Logo di certificazione biologica dell’Unione europea

Ma saresti capace di elencare almeno 3 caratteristiche che rendono un prodotto davvero biologico? Ti sei mai domandato quali requisiti devono avere determinati alimenti per poter essere certificati come “bio”? E che differenze ci sono tra i vari prodotti biologici? In questo articolo proverò a fare un po’ di ordine, parlando di come è regolato normativamente il prodotto biologico, in particolare il latte.

Cosa rende un prodotto davvero "bio"?

La produzione biologica, per definizione, protegge l’ambiente e il clima, incentiva la biodiversità, rispetta i tempi della natura e le caratteristiche specifiche delle varie specie di animali allevati, limita al massimo l’utilizzo di sostanze chimiche che possano influenzare o alterare il prodotto finale, cerca di seguire i cicli naturali perseguendo un tipo di coltivazione e allevamento sostenibili attraverso l’impiego responsabile delle fonti energetiche.

La fabbricazione, l’etichettatura e il controllo dei prodotti biologici sono disciplinati dal regolamento comunitario 834/2007 e dalle disposizioni attuative contenute nel Reg. CE n. 889/2008, che stabilisce norme specifiche e requisiti per la produzione di alimenti di questo tipo.

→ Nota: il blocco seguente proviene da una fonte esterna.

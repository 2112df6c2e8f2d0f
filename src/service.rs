//! Planning job manager.
//!
//! Each job owns an immutable input snapshot and configuration. Solving runs on
//! tokio's blocking pool; the job is updated once, when the planner returns.

use parking_lot::RwLock;
use serde::{Deserialize, Serialize};
use std::collections::HashMap;
use std::panic::{self, AssertUnwindSafe};
use std::sync::Arc;
use tracing::{info, warn};

use crate::config::SolveConfig;
use crate::domain::PlanningInput;
use crate::error::PlanError;
use crate::planner::{self, PlanResult};
use crate::solver::CancelFlag;

/// Lifecycle of a planning job.
#[derive(Debug, Clone, Copy, PartialEq, Eq, Serialize, Deserialize)]
#[serde(rename_all = "SCREAMING_SNAKE_CASE")]
pub enum JobStatus {
    NotSolving,
    Solving,
    Solved,
    Failed,
    Cancelled,
}

impl JobStatus {
    /// ```
    /// use shift_roster::service::JobStatus;
    ///
    /// assert_eq!(JobStatus::NotSolving.as_str(), "NOT_SOLVING");
    /// assert!(JobStatus::Solved.is_terminal());
    /// assert!(!JobStatus::Solving.is_terminal());
    /// ```
    pub fn as_str(self) -> &'static str {
        match self {
            JobStatus::NotSolving => "NOT_SOLVING",
            JobStatus::Solving => "SOLVING",
            JobStatus::Solved => "SOLVED",
            JobStatus::Failed => "FAILED",
            JobStatus::Cancelled => "CANCELLED",
        }
    }

    pub fn is_terminal(self) -> bool {
        matches!(
            self,
            JobStatus::Solved | JobStatus::Failed | JobStatus::Cancelled
        )
    }
}

/// A planning job and its outcome so far.
pub struct PlanJob {
    pub id: String,
    pub status: JobStatus,
    pub input: PlanningInput,
    pub config: SolveConfig,
    pub result: Option<PlanResult>,
    pub error: Option<PlanError>,
    cancel: CancelFlag,
}

impl PlanJob {
    pub fn new(id: String, input: PlanningInput, config: SolveConfig) -> Self {
        Self {
            id,
            status: JobStatus::NotSolving,
            input,
            config,
            result: None,
            error: None,
            cancel: CancelFlag::new(),
        }
    }
}

/// Manages planning jobs.
///
/// # Examples
///
/// ```
/// use chrono::NaiveDate;
/// use shift_roster::config::SolveConfig;
/// use shift_roster::domain::PlanningInput;
/// use shift_roster::service::{JobStatus, PlanService};
///
/// let start = NaiveDate::from_ymd_opt(2025, 11, 2).unwrap();
/// let input = PlanningInput::builder(start, 42)
///     .employees(["Amy", "Beth"])
///     .build()
///     .unwrap();
///
/// let service = PlanService::new();
/// // Creating a job does not start solving.
/// let job = service.create_job("job-1".to_string(), input, SolveConfig::default());
/// assert_eq!(job.read().status, JobStatus::NotSolving);
/// assert_eq!(service.list_jobs(), vec!["job-1".to_string()]);
/// ```
pub struct PlanService {
    jobs: RwLock<HashMap<String, Arc<RwLock<PlanJob>>>>,
}

impl PlanService {
    pub fn new() -> Self {
        Self {
            jobs: RwLock::new(HashMap::new()),
        }
    }

    pub fn create_job(
        &self,
        id: String,
        input: PlanningInput,
        config: SolveConfig,
    ) -> Arc<RwLock<PlanJob>> {
        let job = Arc::new(RwLock::new(PlanJob::new(id.clone(), input, config)));
        self.jobs.write().insert(id, job.clone());
        job
    }

    pub fn get_job(&self, id: &str) -> Option<Arc<RwLock<PlanJob>>> {
        self.jobs.read().get(id).cloned()
    }

    pub fn list_jobs(&self) -> Vec<String> {
        self.jobs.read().keys().cloned().collect()
    }

    pub fn remove_job(&self, id: &str) -> Option<Arc<RwLock<PlanJob>>> {
        self.jobs.write().remove(id)
    }

    /// Starts solving a job on the blocking pool. Must be called from inside a
    /// tokio runtime.
    pub fn start_solving(&self, job: Arc<RwLock<PlanJob>>) {
        job.write().status = JobStatus::Solving;
        tokio::task::spawn_blocking(move || solve_blocking(job));
    }

    /// Asks a running job to stop. Returns false if the job is unknown or
    /// not solving.
    pub fn stop_solving(&self, id: &str) -> bool {
        match self.get_job(id) {
            Some(job) => {
                let guard = job.read();
                if guard.status == JobStatus::Solving {
                    guard.cancel.cancel();
                    true
                } else {
                    false
                }
            }
            None => false,
        }
    }
}

impl Default for PlanService {
    fn default() -> Self {
        Self::new()
    }
}

/// Runs the planner in a blocking context.
fn solve_blocking(job: Arc<RwLock<PlanJob>>) {
    run_job(job, planner::plan);
}

/// Runs `planner` for the job and records its outcome. A panic marks the job
/// failed instead of leaving it solving.
fn run_job<F>(job: Arc<RwLock<PlanJob>>, planner: F)
where
    F: FnOnce(&PlanningInput, &SolveConfig, &CancelFlag) -> Result<PlanResult, PlanError>,
{
    let (job_id, input, config, cancel) = {
        let guard = job.read();
        (
            guard.id.clone(),
            guard.input.clone(),
            guard.config.clone(),
            guard.cancel.clone(),
        )
    };

    info!(
        job_id = %job_id,
        employees = input.employee_count(),
        days = input.day_count(),
        "Starting roster solve"
    );

    let outcome = panic::catch_unwind(AssertUnwindSafe(|| planner(&input, &config, &cancel)))
        .unwrap_or_else(|payload| Err(PlanError::Aborted(panic_message(payload.as_ref()))));

    let mut guard = job.write();
    match outcome {
        Ok(result) => {
            guard.status = JobStatus::Solved;
            guard.result = Some(result);
        }
        Err(PlanError::Cancelled) => {
            guard.status = JobStatus::Cancelled;
            guard.error = Some(PlanError::Cancelled);
        }
        Err(err) => {
            warn!(job_id = %job_id, error = %err, "Roster solve failed");
            guard.status = JobStatus::Failed;
            guard.error = Some(err);
        }
    }
    info!(job_id = %job_id, status = guard.status.as_str(), "Roster solve finished");
}

fn panic_message(payload: &(dyn std::any::Any + Send)) -> String {
    if let Some(message) = payload.downcast_ref::<&str>() {
        (*message).to_string()
    } else if let Some(message) = payload.downcast_ref::<String>() {
        message.clone()
    } else {
        "unknown panic".to_string()
    }
}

Il sistema europeo di certificazione garantisce la totale tracciabilità del prodotto, così su ogni alimento prodotto nei Paesi membri dell’Unione europea è possibile reperire tutte le informazioni per ricostruire la filiera da cui proviene.

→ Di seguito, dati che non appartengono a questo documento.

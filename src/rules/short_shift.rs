//! Short shifts are a scarce weekday accommodation.

use super::{CompileContext, Rule, RuleClass};
use crate::domain::ShiftLabel;
use crate::model::unit;

/// Per-employee cap per rolling quota window, a global cap per weekday, and none at
/// all on Saturday or Sunday.
#[derive(Debug, Clone, Copy, Default)]
pub struct ShortShiftCap;

impl Rule for ShortShiftCap {
    fn class(&self) -> RuleClass {
        RuleClass::ShortShift
    }

    fn compile(&self, ctx: &mut CompileContext<'_>) {
        let rules = &ctx.config.short_shift;
        let horizon = ctx.input.horizon();
        let grid = ctx.grid;

        for e in 0..grid.employees() {
            for window in horizon.quota_windows(ctx.config.hours.block_days) {
                let shorts = unit(window.map(|d| grid.var(e, d, ShiftLabel::ShortDayShift)));
                ctx.model
                    .at_most(shorts, rules.per_employee_per_block as i32, RuleClass::ShortShift);
            }
        }

        for day in horizon.days() {
            let shorts = unit(
                (0..grid.employees()).map(|e| grid.var(e, day.index, ShiftLabel::ShortDayShift)),
            );
            let cap = if day.class.is_workweek() {
                rules.per_weekday as i32
            } else {
                0
            };
            ctx.model.at_most(shorts, cap, RuleClass::ShortShift);
        }
    }
}

#[cfg(test)]
mod tests {
    use super::*;
    use crate::config::SolveConfig;
    use crate::rules::test_support::*;

    fn compiled(employees: usize, days: usize) -> (crate::model::Model, crate::model::ShiftGrid) {
        let input = input(employees, days);
        compile_one(&ShortShiftCap, &input, &SolveConfig::default())
    }

    #[test]
    fn test_one_short_shift_is_allowed() {
        let (model, grid) = compiled(2, 7);
        let ok = broken(&model, &grid, |e, d| {
            if (e, d) == (0, 2) {
                ShiftLabel::ShortDayShift
            } else {
                ShiftLabel::Rest
            }
        });
        assert!(ok.is_empty());
    }

    #[test]
    fn test_two_short_shifts_on_one_weekday() {
        let (model, grid) = compiled(2, 7);
        let both = broken(&model, &grid, |_, d| {
            if d == 2 {
                ShiftLabel::ShortDayShift
            } else {
                ShiftLabel::Rest
            }
        });
        assert_eq!(both, vec![RuleClass::ShortShift]);
    }

    #[test]
    fn test_second_short_shift_in_block() {
        let (model, grid) = compiled(1, 7);
        let twice = broken(&model, &grid, |_, d| {
            if d == 0 || d == 3 {
                ShiftLabel::ShortDayShift
            } else {
                ShiftLabel::Rest
            }
        });
        assert_eq!(twice, vec![RuleClass::ShortShift]);
    }

    #[test]
    fn test_cap_rolls_across_block_boundaries() {
        // Days 38 and 44 sit in different 42-day blocks but share a window.
        let (model, grid) = compiled(1, 84);
        let straddling = broken(&model, &grid, |_, d| {
            if d == 38 || d == 44 {
                ShiftLabel::ShortDayShift
            } else {
                ShiftLabel::Rest
            }
        });
        assert!(!straddling.is_empty());
        assert!(straddling.iter().all(|rule| *rule == RuleClass::ShortShift));

        let apart = broken(&model, &grid, |_, d| {
            if d == 1 || d == 44 {
                ShiftLabel::ShortDayShift
            } else {
                ShiftLabel::Rest
            }
        });
        assert!(apart.is_empty());
    }

    #[test]
    fn test_short_shift_on_saturday() {
        // Day 5 is a Saturday for a Monday start.
        let (model, grid) = compiled(1, 7);
        let weekend = broken(&model, &grid, |_, d| {
            if d == 5 {
                ShiftLabel::ShortDayShift
            } else {
                ShiftLabel::Rest
            }
        });
        assert_eq!(weekend, vec![RuleClass::ShortShift]);
    }
}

La normativa che disciplina la produzione del latte biologico

Parlando nello specifico del latte, all’interno del già citato Reg. CE. n. 889/2008 è possibile individuare alcune direttive importanti che fanno sì che il latte prodotto da una determinata azienda agricola possa essere considerato, e quindi certificato, biologico.

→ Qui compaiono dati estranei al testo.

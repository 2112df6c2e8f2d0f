//! Shift roster planner.
//!
//! Compiles staffing, rest, weekend and hour-quota rules into a constraint
//! model over a dense employee × day × shift grid, solves it with
//! pumpkin-solver, and checks every roster it publishes with an independent
//! validator.

pub mod api;
pub mod calendar;
pub mod config;
pub mod demo_data;
pub mod domain;
pub mod dto;
pub mod error;
pub mod model;
pub mod objective;
pub mod planner;
pub mod roster;
pub mod rules;
pub mod service;
pub mod solver;
pub mod validation;

pub use config::SolveConfig;
pub use domain::{PlanningInput, ShiftLabel};
pub use error::{InputError, PlanError};
pub use planner::{plan, PlanResult};
pub use roster::Roster;
pub use solver::{CancelFlag, SolveStatus};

Naturalmente si parte sempre dalla salute dell’animale che produrrà il latte, e che quindi deve essere cresciuto e allevato secondo standard che rispecchino i criteri della produzione biologica.

Di seguito, un elenco dei requisiti che deve avere un’azienda per certificare la produzione di latte biologico:

  • Il bestiame deve essere alimentato al pascolo, o in alternativa con foraggi e mangimi biologici e provenienti preferibilmente dalla stessa azienda. Gli animali che producono il latte biologico dovranno mangiare alimenti sani, selezionati, che non contengono additivi così da non influenzare il latte prodotto.
  • Gli animali non devono essere alimentati in maniera forzata, ma secondo i loro ritmi.
  • L’illuminazione a cui sono sottoposti deve essere naturale e non artificiale.
  • È preferibile che le razze scelte per la produzione siano autoctone, e quindi maggiormente adattabili all’ambiente circostante, e che siano selezionate anche sulla base di vitalità e resistenza naturale alle malattie.
  • Devono avere a disposizione spazio sufficiente per muoversi liberamente, sdraiarsi, dormire, un’areazione abbondante.
  • È necessario che l’allevatore tenga conto delle esigenze specifiche della specie, della razza, del comportamento e dell’età dell’animale.
  • Gli esemplari più giovani devono essere nutriti con latte materno e non artificiale.
  • Non possono essere in nessun caso somministrati medicinali veterinari allopatici o antibiotici per trattamenti preventivi, ed è vietato l’uso di ormoni o sostanze chimiche finalizzate ad aumentare la produttività in modo artificiale.
  • Nel corso della produzione, il produttore deve rendersi sempre disponibile a controlli dell’attività per consentire la verifica del rispetto del regolamento.